3D Printing Perfection

My 10 year old kids have finally caught the Gloomhaven bug. For anyone who hasn’t played this game (or doesn’t play with 10 year olds), let’s just say keeping things on the level and organized during a scenario and across a campaign can pose a challenge. I started looking around for things I could 3D print to ease this burden. I found a few existing models for player dashboards and box organization that looked promising. I started making some rough prototypes and quickly realized that I wanted everything to be as dimensionally accurate as possible in order to make sure that everything fit perfectly.

I will describe my steps in terms of my printer… a heavily customized Printrbot Simple Metal. Printrbot is sadly no longer in business, but the reasonably open nature of this printer has allowed it to live on. Even though I’ll be describing everything in terms of this printer, I’ll summarize with high level steps that should be applicable to any printer/slicer combination.

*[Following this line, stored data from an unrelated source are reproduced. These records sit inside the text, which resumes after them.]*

// Declaration IR for codegen. No source-document types here.

use once_cell::sync::Lazy;
use regex::Regex;

#[derive(Debug, Clone, PartialEq)]
pub enum Decl {
    TypeName(TypeName),      // scalar or by-name link, declares nothing
    Enum(Enum),
    Map(OpenMap),            // map<string, value>, declares nothing itself
    Repeated(Box<Decl>),     // marker, only valid as a field type
    Message(Message),
    Union(Union),            // wrapper message around a oneof
}

#[derive(Debug, Clone, PartialEq, Eq)]
pub struct TypeName {
    pub name: String,
}

#[derive(Debug, Clone, PartialEq, Eq)]
pub struct Enum {
    pub name: String,
    pub values: Vec<String>,   // ordinal = position
    pub prefix: Option<String>,
    pub comment: Option<String>,
}

#[derive(Debug, Clone, PartialEq)]
pub struct OpenMap {
    pub name: String,
    pub key: String,
    pub value: Box<Decl>,
}

#[derive(Debug, Clone, PartialEq)]
pub struct Message {
    pub name: String,
    pub nested: Vec<Decl>,     // owned, declared before the fields
    pub fields: Vec<Field>,
    pub comment: Option<String>,
}

#[derive(Debug, Clone, PartialEq)]
pub struct Union {
    pub name: String,
    pub nested: Vec<Decl>,
    pub fields: Vec<Field>,    // one per alternative
    pub comment: Option<String>,
}

#[derive(Debug, Clone, PartialEq)]
pub struct Field {
    pub name: String,
    pub number: u32,
    pub ty: Decl,              // after hoisting: TypeName, Map or Repeated(TypeName)
    pub comment: Option<String>,
}

impl Decl {
    pub fn type_name(name: impl Into<String>) -> Self {
        Decl::TypeName(TypeName { name: name.into() })
    }

    /// Name as it appears in a field's type position.
    pub fn name(&self) -> String {
        match self {
            Decl::TypeName(t) => t.name.clone(),
            Decl::Enum(e) => e.name.clone(),
            Decl::Map(m) => format!("map<{}, {}>", m.key, m.value.name()),
            Decl::Repeated(inner) => inner.name(),
            Decl::Message(m) => m.name.clone(),
            Decl::Union(u) => u.name.clone(),
        }
    }

    pub fn is_repeated(&self) -> bool {
        matches!(self, Decl::Repeated(_))
    }

    /// Whether this node produces declaration text of its own.
    pub fn is_declaration(&self) -> bool {
        matches!(self, Decl::Enum(_) | Decl::Message(_) | Decl::Union(_))
    }
}

impl Message {
    pub fn new(name: impl Into<String>, comment: Option<&str>) -> Self {
        Self { name: name.into(), nested: Vec::new(), fields: Vec::new(), comment: comment.map(str::to_string) }
    }

    pub fn next_number(&self) -> u32 {
        self.fields.len() as u32 + 1
    }

    /// Compares emitted identifiers, so `owner-info` and `owner_info` collide.
    pub fn has_field(&self, name: &str) -> bool {
        let ident = normalize_ident(name);
        self.fields.iter().any(|f| normalize_ident(&f.name) == ident)
    }
}

impl Union {
    pub fn new(name: impl Into<String>, comment: Option<&str>) -> Self {
        Self { name: name.into(), nested: Vec::new(), fields: Vec::new(), comment: comment.map(str::to_string) }
    }
}

/// Move every owned declaration inside a field type into `nested`, leaving
/// by-name links behind. The caller owns the nested list.
pub fn hoist(decl: Decl, nested: &mut Vec<Decl>) -> Decl {
    match decl {
        Decl::Enum(_) | Decl::Message(_) | Decl::Union(_) => {
            let link = Decl::type_name(normalize_ident(&decl.name()));
            nested.push(decl);
            link
        }
        Decl::Repeated(inner) => Decl::Repeated(Box::new(hoist(*inner, nested))),
        Decl::Map(mut map) => {
            map.value = Box::new(hoist(*map.value, nested));
            Decl::Map(map)
        }
        Decl::TypeName(_) => decl,
    }
}

// ---- identifiers ----

static NON_IDENT: Lazy<Regex> = Lazy::new(|| Regex::new(r"[^A-Za-z0-9_]").unwrap());

/// Make a source name usable as a single proto identifier: `v1.Pod` → `v1_Pod`.
pub fn normalize_ident(name: &str) -> String {
    let cleaned = NON_IDENT.replace_all(name, "_");
    if cleaned.starts_with(|c: char| c.is_ascii_digit()) {
        format!("_{cleaned}")
    } else {
        cleaned.into_owned()
    }
}

/// Normalize a type reference segment by segment. Only names the compiler
/// joins itself (`package.Name`, `Parent.Nested`) should reach this with dots.
pub fn normalize_name(name: &str) -> String {
    name.split('.').map(normalize_ident).collect::<Vec<_>>().join(".")
}

/// Drop a namespace qualifier: `acme.common.Money` → `Money`.
pub fn strip_namespace(name: &str) -> &str {
    match name.rfind('.') {
        Some(index) => &name[index + 1..],
        None => name,
    }
}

I started off printing lots of test cubes of known dimensions. These guys print fast and then I measure them with a digital caliper. If the dimensions aren’t near perfect, it’s time to make some adjustments and print again. Assuming your printer isn’t completely out of whack, this model will mostly help you perfect your hot end and heated bed temperatures for the filament that you are using. The goal here is to perfect the balance of adhesion to the build surface without making the part difficult to remove or squashing things in the Z-axis.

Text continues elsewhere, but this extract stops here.